ACOL states, “The Christ in you is wholly human and wholly divine…. It is this joining of the human and divine that ushers in love’s presence…. It is this joining of the human and divine that is your purpose here (5.1).” This too is contrary to ACIM. We may use the human to teach that mind is the only reality and that all mind is one (i.e. minds are joined through the process of forgiveness), but in order to reveal love’s presence we must remove the obstacles to its awareness—namely, our desire to be special beings, separate from God and from each other—and not by “joining the human and divine” (which is not even possible according to ACIM).

ACOL maintains that “God is union” and “God creates all relationship (5.1)”; also that “Reality, the truly real, is relationship (6.1).” It elevates relationship and union to the level of God. ACIM does not support this; the “truly real” is God and only God. After all, oneness and union are not identical, nor are oneness and relationship. Relationship and union both imply separate entities interrelated or linked together, or united completely.

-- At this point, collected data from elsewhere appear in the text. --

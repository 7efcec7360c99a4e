//! A from-scratch reader for the Apache Parquet file format: footer and
//! page metadata, every value encoding, block decompression, nested
//! record assembly, and logical-type conversion, with no dependency on
//! any reference Parquet or Thrift crate.
//!
//! [`cursor::FileReader::open`] memory-maps a file and parses its
//! footer; [`cursor::FileReader::row_cursor`] hands back a batched
//! iterator of assembled [`assembly::Value`] records, optionally
//! restricted to a [`projection::Projection`]. [`cursor::open_all`]
//! chains several files into one stream.

// `memmap2::Mmap::map` is inherently unsafe (the file must not be
// mutated out from under the mapping); that one call site is carved out
// with `#[allow(unsafe_code)]` in `cursor`, everything else in the crate
// is safe.
#![deny(unsafe_code)]

pub mod error;
pub mod assembly;
pub mod column;
pub mod compression;
pub mod cursor;
pub mod encoding;
pub mod logical;
pub mod metadata;
pub mod page;
pub mod projection;
pub mod schema;
mod thrift;

pub use cursor::{open_all, open_all_with_options, FileReader, MultiFileCursor, ReaderOptions, RowCursor};
pub use error::{ParquetError, Result};
pub use projection::Projection;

Relationship may be the vehicle for achieving oneness, but it is not oneness itself, nor, according to ACIM, did God create it, as God creates only wholeness.

To be fair, there is also much in ACOL that is completely in line with ACIM, such as “Your mind is not contained within your body but is one with God and shared equally with all alike (6.2).” Or “Judgment is the function the separated mind has given itself (16.7).” I suspect this is why ACOL appeals to some ACIM students. But it’s also why I would not recommend ACOL to students of ACIM. Unless you’ve studied and practiced ACIM for years, ACOL will likely confuse you. Truth mixed with half-Truth does not equal greater Truth. Rather, it dilutes and muddies the teaching until what you’re left with is no longer pure, no longer truth.

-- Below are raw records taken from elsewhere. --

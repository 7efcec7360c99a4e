//! Decompression codecs. A reader only ever decompresses, so unlike the
//! teacher's two-way `Codec` trait this crate exposes one direction.

use std::collections::HashMap;
use std::sync::Arc;

use crate::error::{general_err, Result};
use crate::metadata::types::Compression;

/// A Parquet page compression codec.
pub trait Decompressor: std::fmt::Debug + Send {
    /// Decompresses `input` into a buffer of exactly `uncompressed_size`
    /// bytes, as declared by the page header.
    fn decompress(&mut self, input: &[u8], uncompressed_size: usize) -> Result<Vec<u8>>;
}

/// Builds the codec for a chunk's declared compression, or `None` for
/// `UNCOMPRESSED` (the common case, callers should skip the allocation
/// entirely rather than round-trip through an identity codec).
pub fn create_decompressor(codec: Compression) -> Result<Option<Box<dyn Decompressor>>> {
    match codec {
        Compression::Uncompressed => Ok(None),
        #[cfg(feature = "snappy")]
        Compression::Snappy => Ok(Some(Box::new(snappy::SnappyDecompressor::new()))),
        #[cfg(feature = "gzip")]
        Compression::Gzip => Ok(Some(Box::new(gzip::GzipDecompressor::new()))),
        #[cfg(feature = "brotli")]
        Compression::Brotli => Ok(Some(Box::new(brotli_codec::BrotliDecompressor::new()))),
        #[cfg(feature = "lz4")]
        Compression::Lz4 => Ok(Some(Box::new(lz4::Lz4Decompressor::new()))),
        #[cfg(feature = "lz4")]
        Compression::Lz4Raw => Ok(Some(Box::new(lz4::Lz4RawDecompressor::new()))),
        #[cfg(feature = "zstd")]
        Compression::Zstd => Ok(Some(Box::new(zstd_codec::ZstdDecompressor::new()))),
        other => Err(general_err!("compression codec {:?} is not enabled", other)),
    }
}

/// Per-codec decompressor factories, consulted before falling back to
/// [`create_decompressor`]'s built-in set. Lets a host override or add a
/// codec (say, a vendored `LZO` implementation) without forking the
/// reader.
#[derive(Clone, Default)]
pub struct DecompressorRegistry {
    overrides: HashMap<Compression, Arc<dyn Fn() -> Box<dyn Decompressor> + Send + Sync>>,
}

impl std::fmt::Debug for DecompressorRegistry {
    fn fmt(&self, f: &mut std::fmt::Formatter<'_>) -> std::fmt::Result {
        f.debug_struct("DecompressorRegistry")
            .field("overrides", &self.overrides.keys().collect::<Vec<_>>())
            .finish()
    }
}

impl DecompressorRegistry {
    /// Registers a factory for `codec`, shadowing the built-in one (if
    /// any) for readers using this registry.
    pub fn with_override(
        mut self,
        codec: Compression,
        factory: impl Fn() -> Box<dyn Decompressor> + Send + Sync + 'static,
    ) -> Self {
        self.overrides.insert(codec, Arc::new(factory));
        self
    }

    pub fn create(&self, codec: Compression) -> Result<Option<Box<dyn Decompressor>>> {
        if let Some(factory) = self.overrides.get(&codec) {
            return Ok(Some(factory()));
        }
        create_decompressor(codec)
    }
}

#[cfg(feature = "snappy")]
mod snappy {
    use super::Decompressor;
    use crate::error::{general_err, Result};

    #[derive(Debug, Default)]
    pub struct SnappyDecompressor;

    impl SnappyDecompressor {
        pub fn new() -> Self {
            Self
        }
    }

    impl Decompressor for SnappyDecompressor {
        fn decompress(&mut self, input: &[u8], uncompressed_size: usize) -> Result<Vec<u8>> {
            let mut output = vec![0u8; uncompressed_size];
            snap::raw::Decoder::new()
                .decompress(input, &mut output)
                .map_err(|e| general_err!("snappy decompression failed: {}", e))?;
            Ok(output)
        }
    }
}

#[cfg(feature = "gzip")]
mod gzip {
    use super::Decompressor;
    use crate::error::{general_err, Result};
    use std::io::Read;

    #[derive(Debug, Default)]
    pub struct GzipDecompressor;

    impl GzipDecompressor {
        pub fn new() -> Self {
            Self
        }
    }

    impl Decompressor for GzipDecompressor {
        fn decompress(&mut self, input: &[u8], uncompressed_size: usize) -> Result<Vec<u8>> {
            let mut output = vec![0u8; uncompressed_size];
            flate2::read::GzDecoder::new(input)
                .read_exact(&mut output)
                .map_err(|e| general_err!("gzip decompression failed: {}", e))?;
            Ok(output)
        }
    }
}

#[cfg(feature = "brotli")]
mod brotli_codec {
    use super::Decompressor;
    use crate::error::{general_err, Result};
    use std::io::Read;

    const BUFFER_SIZE: usize = 4096;

    #[derive(Debug, Default)]
    pub struct BrotliDecompressor;

    impl BrotliDecompressor {
        pub fn new() -> Self {
            Self
        }
    }

    impl Decompressor for BrotliDecompressor {
        fn decompress(&mut self, input: &[u8], uncompressed_size: usize) -> Result<Vec<u8>> {
            let mut output = vec![0u8; uncompressed_size];
            brotli::Decompressor::new(input, BUFFER_SIZE)
                .read_exact(&mut output)
                .map_err(|e| general_err!("brotli decompression failed: {}", e))?;
            Ok(output)
        }
    }
}

#[cfg(feature = "zstd")]
mod zstd_codec {
    use super::Decompressor;
    use crate::error::{general_err, Result};
    use std::io::Read;

    #[derive(Debug, Default)]
    pub struct ZstdDecompressor;

    impl ZstdDecompressor {
        pub fn new() -> Self {
            Self
        }
    }

    impl Decompressor for ZstdDecompressor {
        fn decompress(&mut self, input: &[u8], uncompressed_size: usize) -> Result<Vec<u8>> {
            let mut output = vec![0u8; uncompressed_size];
            zstd::Decoder::new(input)
                .map_err(|e| general_err!("zstd decompression failed: {}", e))?
                .read_exact(&mut output)
                .map_err(|e| general_err!("zstd decompression failed: {}", e))?;
            Ok(output)
        }
    }
}

#[cfg(feature = "lz4")]
mod lz4 {
    use super::Decompressor;
    use crate::error::{general_err, Result};

    /// Parquet's plain `LZ4` codec is notoriously ambiguous: some writers
    /// (old Hadoop `Lz4Codec`) emit the Hadoop frame format, others emit
    /// raw LZ4 blocks with no framing at all, and files labeled plain
    /// `LZ4` have shipped with both historically, with nothing in
    /// `ColumnMetaData` to tell them apart. We try the frame format first
    /// and fall back to a raw block decode using the page's declared
    /// uncompressed size.
    #[derive(Debug, Default)]
    pub struct Lz4Decompressor;

    impl Lz4Decompressor {
        pub fn new() -> Self {
            Self
        }
    }

    impl Decompressor for Lz4Decompressor {
        fn decompress(&mut self, input: &[u8], uncompressed_size: usize) -> Result<Vec<u8>> {
            let framed = (|| -> std::io::Result<Vec<u8>> {
                let mut decoder = lz4_flex::frame::FrameDecoder::new(input);
                let mut out = Vec::new();
                std::io::Read::read_to_end(&mut decoder, &mut out)?;
                Ok(out)
            })();
            if let Ok(output) = framed {
                if output.len() == uncompressed_size {
                    return Ok(output);
                }
            }
            log::warn!("LZ4 page did not parse as framed; falling back to a raw block decode");
            lz4_flex::block::decompress(input, uncompressed_size)
                .map_err(|e| general_err!("lz4 decompression failed: {}", e))
        }
    }

    /// `LZ4_RAW`: the column metadata unambiguously advertises a bare LZ4
    /// block, so there is no frame format to try first.
    #[derive(Debug, Default)]
    pub struct Lz4RawDecompressor;

    impl Lz4RawDecompressor {
        pub fn new() -> Self {
            Self
        }
    }

    impl Decompressor for Lz4RawDecompressor {
        fn decompress(&mut self, input: &[u8], uncompressed_size: usize) -> Result<Vec<u8>> {
            lz4_flex::block::decompress(input, uncompressed_size)
                .map_err(|e| general_err!("lz4_raw decompression failed: {}", e))
        }
    }
}

#[cfg(test)]
mod tests {
    use super::*;

    #[test]
    fn uncompressed_needs_no_decompressor() {
        assert!(create_decompressor(Compression::Uncompressed)
            .unwrap()
            .is_none());
    }

    #[cfg(feature = "snappy")]
    #[test]
    fn snappy_roundtrip() {
        let original = b"the quick brown fox jumps over the lazy dog".repeat(4);
        let compressed = snap::raw::Encoder::new().compress_vec(&original).unwrap();
        let mut codec = create_decompressor(Compression::Snappy).unwrap().unwrap();
        let out = codec.decompress(&compressed, original.len()).unwrap();
        assert_eq!(out, original);
    }

    #[cfg(feature = "lz4")]
    #[test]
    fn lz4_raw_rejects_framed_input_lz4_falls_back() {
        let original = b"the quick brown fox jumps over the lazy dog".repeat(4);
        let raw_block = lz4_flex::block::compress(&original);

        // LZ4_RAW never attempts the frame format: a raw block decodes
        // directly regardless of what plain LZ4 would have tried first.
        let mut raw_codec = create_decompressor(Compression::Lz4Raw).unwrap().unwrap();
        assert_eq!(
            raw_codec.decompress(&raw_block, original.len()).unwrap(),
            original
        );

        // Plain LZ4 tries the frame format first, then falls back to the
        // same raw block decode when framing fails.
        let mut lz4_codec = create_decompressor(Compression::Lz4).unwrap().unwrap();
        assert_eq!(
            lz4_codec.decompress(&raw_block, original.len()).unwrap(),
            original
        );
    }
}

ACOL, in its attempt to preserve some value for the individual self and body, some purpose other than fully awakening from the dream of separation, commits the error of what ACIM calls “bringing Truth to illusion.” ACIM’s goal is the opposite—to bring illusions to Truth, where they disappear. To quote ACIM: “There is no part of Heaven [Truth] you can take and weave into illusions. Nor is there one illusion you can enter Heaven with (T-22.II.8:1-2).” Our task is to learn to recognize that the world we see offers nothing of lasting value; that every aspect of this illusory dream-world of form will hurt us and block us from awakening to our true radiant Self, at one with God and Love.

The Amazon description for A Course of Love promises that “ACIM and ACOL are complementary. The same Voice, more accessible. The same thought system, expanded.” But looked at honestly, this is not the case. Neither the voice nor the thought system really mirror that of ACIM. On the other hand, any teaching that encourages us to look with love upon the world, to suspend judgment, and to value relationship over individual endeavor is worthy of study and dissemination. I only wish the author and publisher had not felt the need to promote their book on the back of ACIM.